Top of MATERIALS PROVIDED

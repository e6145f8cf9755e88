use std::path::{Path, PathBuf};

use crate::error::{ProvisionError, Result};
use crate::models::{ProvisionConfig, StepOutcome};
use crate::services::host::{run_checked, Host, HostCommand};

const RUSTUP_INSTALL: &str =
    "curl --proto '=https' --tlsv1.2 -sSf https://sh.rustup.rs | sh -s -- -y";

#[derive(Debug, Clone, PartialEq, Eq)]
pub struct Toolchain {
    pub cargo: PathBuf,
}

fn installed_cargo(host: &dyn Host, cargo_home: &Path) -> Option<PathBuf> {
    host.find_program("cargo").or_else(|| {
        let candidate = cargo_home.join("bin").join("cargo");
        candidate.is_file().then_some(candidate)
    })
}

/// Locate `cargo`, installing rustup when it is absent.
pub async fn ensure(
    host: &dyn Host,
    config: &ProvisionConfig,
) -> Result<(Toolchain, StepOutcome)> {
    if let Some(cargo) = installed_cargo(host, &config.cargo_home) {
        tracing::info!(cargo = %cargo.display(), "toolchain already present");
        return Ok((
            Toolchain { cargo },
            StepOutcome::skipped("cargo already installed"),
        ));
    }

    tracing::info!("installing rust toolchain via rustup");
    let install = HostCommand::new("sh")
        .args(["-c", RUSTUP_INSTALL])
        .env("CARGO_HOME", config.cargo_home.to_string_lossy());
    run_checked(host, &install, ProvisionError::Toolchain).await?;

    let cargo = config.cargo_home.join("bin").join("cargo");
    if !cargo.is_file() {
        return Err(ProvisionError::Toolchain(format!(
            "rustup finished but {} does not exist",
            cargo.display()
        )));
    }
    Ok((Toolchain { cargo }, StepOutcome::Succeeded))
}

Bottom of MATERIALS PROVIDED

YOUR OBJECTIVE
Transcribe, exactly as written, all lines of the entries above from the first to the one containing "pub struct Toolchain", and no more.

TASK RESULT
repository e6145f8cf9755e88
use std::path::{Path, PathBuf};

use crate::error::{ProvisionError, Result};
use crate::models::{ProvisionConfig, StepOutcome};
use crate::services::host::{run_checked, Host, HostCommand};

const RUSTUP_INSTALL: &str =
    "curl --proto '=https' --tlsv1.2 -sSf https://sh.rustup.rs | sh -s -- -y";

#[derive(Debug, Clone, PartialEq, Eq)]
pub struct Toolchain {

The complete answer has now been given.